Lee to launch Sexual Assault Awareness and Prevention Month with proclamation signing

By Terrance BellMarch 22, 2022

Lee to launch Sexual Assault Awareness and Prevention Month with proclamation signing
Pvt. Elizare Turner, Tango Company, 266th Quartermaster Battalion; Pfc. Victoria Huda, Bravo Co., 266th QM Bn.; and Pfc. Owen Doane, Bravo Co., 266th QM Bn., pose for pictures Dec. 3, 2020. The three advanced individual training students volunteered for and earned teal ribbons as representatives of Students Against Sexual Harassment, an effort that trains students to be information conduits for the Army’s Sexual Harassment/Assault Response and Prevention program. (Photo Credit: Terrance Bell) VIEW ORIGINAL

FORT LEE, Va. – An April 4 proclamation signing here will kick off a full month of activities recognizing Sexual Assault Awareness and Prevention Month.

Maj. Gen. Mark T. Simerly, CASCOM and Fort Lee commanding general; Command Sgt. Maj. Jorge C. Escobedo, CASCOM CSM; and representatives of command teams across the installation are expected to be on hand for the ceremonial occasion starting at noon under the dome of the 1st Logistical Command Memorial.

SAAPM 2022 – Simerly’s first observance since taking command last July – serves to reaffirm the installation’s commitment and resolve to prevent sexual misconduct among military members and civilians within the organization.

“Sexual harassment and sexual assault are unacceptable and contradict the values of the Army and our organization,” Simerly has stated. “Sexual harassment, sexual assault and retaliatory behavior for reporting offenses destroy teamwork, negatively affect combat readiness, and are incompatible with the Army values.”

Both sexual assault and sexual harassment are considered crimes under the Uniform Code of Military Justice. Sexual assault is defined as “intentional sexual contact, characterized by the use of force, physical threat or abuse of authority or when the victim does not or cannot consent,” according to the CASCOM Sexual Harassment/Assault Response and Prevention website.

Sexual harassment is the “unwelcome conduct of a sexual nature violating a person’s body or privacy or generating uncomfortable or threatening feelings.”

Local activities scheduled during SAAPM include a Soldier Support Institute scavenger hunt; a 23rd Quartermaster Brigade movie night; an Army Logistics University Denim Day; and the 59th Ordnance Brigade’s Take Back the Night event featuring scenario-based skits.

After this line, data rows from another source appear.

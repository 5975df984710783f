use std::sync::Arc;

use async_trait::async_trait;
use common::Notifier;
use common::config::{Config, TelegramConfig};
use teloxide::prelude::*;
use teloxide::types::ParseMode;
use tracing::{error, info};

pub struct TelegramNotifier {
    bot: Bot,
    chat_id: ChatId,
}

impl TelegramNotifier {
    pub fn new(config: &TelegramConfig) -> Self {
        Self {
            bot: Bot::new(&config.token),
            chat_id: ChatId(config.chat_id),
        }
    }
}

#[async_trait]
impl Notifier for TelegramNotifier {
    async fn send(&self, text: &str) {
        // Send message and log error if it fails, but don't crash
        if let Err(e) = self
            .bot
            .send_message(self.chat_id, text)
            .parse_mode(ParseMode::Html)
            .await
        {
            error!("Failed to send Telegram message: {}", e);
        }
    }
}

/// Stand-in when no bot token is configured.
pub struct LogNotifier;

#[async_trait]
impl Notifier for LogNotifier {
    async fn send(&self, text: &str) {
        info!(target: "notifier", "{}", text);
    }
}

pub fn notifier_from_config(config: &Config) -> Arc<dyn Notifier> {
    match &config.telegram {
        Some(telegram) => {
            info!("Starting Telegram Notification Service");
            Arc::new(TelegramNotifier::new(telegram))
        }
        None => {
            info!("Telegram not configured, notifications go to the log only");
            Arc::new(LogNotifier)
        }
    }
}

Dr. James Walker, CASCOM SHARP program manager, said this year’s spate of activities as well as awareness efforts over the year are the result of key personnel working in concert to move the program forward.

“It’s a team effort preparing for SAAPM,” he said. “The team – SHARP Program noncommissioned officer in charge Sgt. 1st Class Ilia BerriosCruz, sexual assault response coordinators, victim advocates and leadership teams across Fort Lee – is working cohesively to bring about awareness and prevention through education and training. Our work is not performed in a vacuum but through collaborative effort and collective resolve.”

The SHARP Challenge and Education Center facility is a highlight amongst those collaborative efforts, hosting more than 1,000 participants since its opening last summer, according to Walker.

“We’ve had brigade and battalion commanders, first sergeants and command sergeants major, who have undergone the training, and we’ve received nothing but good feedback,” he said.

The training featured at the facility is based on popular entertainment concepts and escape room live-action attractions. There are no lectures or speeches but rather a scenario-driven puzzle said to keep participants engaged.

Another component of the installation’s ongoing work regarding awareness and prevention is its Students Against Sexual Harassment, or SASH, program. Active in both the 59th Ordnance and 23rd Quartermaster brigades, it is designed to address SHARP issues at the ground level. SASH advocates – identified by teal ribbons worn on their uniforms – receive training to help them recognize sexual harassment and ways to intervene before it escalates.

“They bring awareness to the (SHARP) program while all along letting their battle buddies know they are (willing to help if) something happens,” said Camilla Lewis, Dragon Brigade victim advocate. “It’s not necessarily to take a (sexual misconduct) report, but for them to get their battle (buddy) to the appropriate SHARP representative.”

SHARP training is an annual requirement for military and civilian personnel at Fort Lee. Additionally, brigade-level units are slotted with victim advocates and sexual assault response coordinators to implement prevention measures, facilitate care and process SHARP administrative reports as required.

The installation efforts come amid marked improvements to the Army-wide SHARP program resulting from a high profile and recently well-publicized case, said Walker. Those improvements include bolstering training and education, and developing a synchronicity of response among legal, law enforcement and social service components.